Life Sciences 2020 Year in Review
February 10, 2021
By Melanie Szweras and Amy Dam
2020 will always be remembered as the year of COVID, and we would be remiss not to discuss the impact of COVID in the Life Sciences field. From the interest in patenting the use of remdesivir in treating COVID (see Patenting Coronavirus (COVID-19) Treatments) and finding ways to rapidly diagnose a COVID positive patient, to the race to produce a vaccine (see The Race to Produce a COVID-19 Vaccine (Part I) and The Race to Produce a COVID-19 Vaccine (Part II)), COVID has definitely brought the incredible strength of medical research to the attention of us all, while showing that scientific collaborations and acceleration to market can still occur in conjunction with intellectual property protection (see Pooling Patent Rights to Combat COVID-19 and Canadians Ramping Up COVID-19 Collaborations and IP).
Recognizing this rapid need for COVID treatment, government, including intellectual property offices and regulatory bodies, developed programs to help accelerate research, examination and approval (see Ontario Government Unveils Intellectual Property Action Plan Along with COVID-19 Research Projects and The USPTO’s Fast-Track Patent Program Spurs on COVID-19 Innovations).
Although COVID has dominated most discussions, there were many other developments of note in Life Sciences IP over the last year.
Prior Art: Anticipation and Obviousness
The Federal Court of Appeal considered both anticipation and obviousness in Hospira Healthcare Corporation v. Kennedy Trust for Rheumatology Research, 2020 FCA 30 [Hospira], in a decision relating to the infliximab biosimilar. With respect to the first requirement for anticipation, Justice Locke of the Federal Court of Appeal found that the disclosure requirement “is satisfied if performing what is described in the prior art reference would necessarily result in infringement”. Justice Locke could not see how the two prior art references, which disclosed the idea of co-administration of methotrexate and the antibody, did not satisfy this requirement merely because the special advantage of the adjunctive therapy was not disclosed. Justice Locke also found that “in order for any particular results from the claimed combination treatment to be a basis for distinguishing over the prior art, it would be necessary to conclude that such results constituted an essential element of the claim in question”. With respect to the second requirement for anticipation, Justice Locke similarly found that what must be enabled in the prior art is the essential elements of the claims, and not the experiments that were disclosed in the patent.

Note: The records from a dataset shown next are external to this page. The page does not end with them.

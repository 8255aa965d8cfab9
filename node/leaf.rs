use crate::nibbles::Nibbles;

/// A terminal node: the tail of a key (with its terminator nibble) paired
/// with the value stored at that key.
#[derive(Debug, Clone, PartialEq, Eq)]
pub struct LeafNode {
    pub partial: Nibbles,
    pub value: Vec<u8>,
}

impl LeafNode {
    pub fn new(partial: Nibbles, value: Vec<u8>) -> Self {
        Self { partial, value }
    }
}
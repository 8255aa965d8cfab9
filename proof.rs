//! Merkle proof generation and stateless verification (spec §4.D
//! `get_proof`/`get_from_proof`).

use ethereum_types::H256;

use crate::db::InMemoryTrieDB;
use crate::error::TrieError;
use crate::nibbles::Nibbles;
use crate::node::{NodeRef, RawNode};
use crate::node_hash::{keccak, NodeHash};
use crate::state::TrieState;

/// Collects every node visited walking from `root` toward `key_path`, in
/// root-to-leaf order, stopping at the first node that cannot be extended
/// further toward the key. The result proves either inclusion or
/// exclusion of the key.
pub fn get_proof(
    state: &TrieState,
    root: Option<&NodeRef>,
    key_path: &Nibbles,
) -> Result<Vec<Vec<u8>>, TrieError> {
    let mut proof = Vec::new();
    let mut current = root.cloned();
    let mut remaining = key_path.clone();

    loop {
        let node_ref = match current.take() {
            Some(node_ref) if !node_ref.is_blank() => node_ref,
            _ => return Ok(proof),
        };
        let node = node_ref.get_node(state)?;
        proof.push(node.encode());

        match &*node {
            RawNode::Leaf(_) => return Ok(proof),
            RawNode::Extension(ext) => {
                if remaining.skip_prefix(&ext.prefix) {
                    current = Some(ext.child.clone());
                } else {
                    return Ok(proof);
                }
            }
            RawNode::Branch(branch) => match remaining.next_choice() {
                None => return Ok(proof),
                Some(idx) => current = Some(branch.choices[idx].clone()),
            },
        }
    }
}

/// Stateless verification: replays `get(key)` against a fresh in-memory
/// store seeded only with `proof`'s nodes. Fails with [`TrieError::BadTrieProof`]
/// if a node needed along the way was not supplied.
pub fn get_from_proof(
    root_hash: H256,
    key_path: &Nibbles,
    proof: &[Vec<u8>],
) -> Result<Vec<u8>, TrieError> {
    let db = InMemoryTrieDB::new();
    for encoded in proof {
        let hash = keccak(encoded);
        db.put(hash.as_bytes().to_vec(), encoded.clone())?;
    }
    let state = TrieState::new(Box::new(db));

    if proof.is_empty() {
        return Ok(Vec::new());
    }

    let root = NodeRef::from_hash(NodeHash::Hashed(root_hash));
    match root.get_node(&state) {
        Ok(node) => node
            .get(key_path, &state)
            .map(|value| value.unwrap_or_default())
            .map_err(|_| TrieError::BadTrieProof),
        Err(_) => Err(TrieError::BadTrieProof),
    }
}

#[cfg(test)]
mod tests {
    use super::*;
    use crate::node::LeafNode;
    use crate::state::TrieState as State;

    fn empty_state() -> State {
        State::new(Box::new(InMemoryTrieDB::new()))
    }

    #[test]
    fn proof_of_single_leaf_root_verifies() {
        let state = empty_state();
        let leaf = RawNode::Leaf(LeafNode::new(Nibbles::from_bytes(b"cat"), b"meow".to_vec()));
        let root_hash = leaf.compute_hash(true);
        let root = NodeRef::from_node(leaf);
        let proof = get_proof(&state, Some(&root), &Nibbles::from_bytes(b"cat")).unwrap();
        assert_eq!(proof.len(), 1);

        let root_hash = root_hash.as_hash().unwrap();
        let value = get_from_proof(root_hash, &Nibbles::from_bytes(b"cat"), &proof).unwrap();
        assert_eq!(value, b"meow");
    }

    #[test]
    fn tampering_with_proof_node_fails_verification() {
        let state = empty_state();
        let leaf = RawNode::Leaf(LeafNode::new(Nibbles::from_bytes(b"cat"), b"meow".to_vec()));
        let root_hash = leaf.compute_hash(true).as_hash().unwrap();
        let root = NodeRef::from_node(leaf);
        let mut proof = get_proof(&state, Some(&root), &Nibbles::from_bytes(b"cat")).unwrap();
        let last = proof.last_mut().unwrap();
        last[0] ^= 0xFF;
        assert!(matches!(
            get_from_proof(root_hash, &Nibbles::from_bytes(b"cat"), &proof),
            Err(TrieError::BadTrieProof)
        ));
    }
}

Regarding obviousness, Justice Locke clarified the obvious to try test, explaining that the determinative test is whether “it was more or less self-evident to try to obtain the invention” (emphasis added). The question of “whether it was more or less self-evident that what is being tried ought to work” is not part of the determinative test, but is a factor for consideration. Justice Locke also provided certainty over what prior art is citable for obviousness, confirming that prior art should not be excluded on the basis that it could not be found using a reasonably diligent search.
In Biogen Canada Inc. v. Taro Pharmaceuticals Inc., 2020 FC 621 [Biogen], Justice Manson of the Federal Court provided a good reminder of the importance of carefully reviewing documents prior to making any disclosure, and to redact any data that may jeopardize the patentability of an invention. In this case, the claims were anticipated and found obvious in view of a single financial document. After completion of a small phase II study of fampridine SR, Acorda decided to go public in order to raise additional funds. Its registration statement included results from the first phase II trial and the design of a second phase II trial. Justice Manson found some of the claims anticipated and all the claims obvious. With respect to anticipation and relying on Hospira, he held that the disclosure requirement was satisfied because performing what was described in the second phase II trial design would necessarily result in infringement, even in the absence of results. The enablement requirement was also met. Even if the second phase II trial ultimately failed, the skilled person would be willing to conduct routine trial and error experiments to get the invention to work. The decision is under appeal.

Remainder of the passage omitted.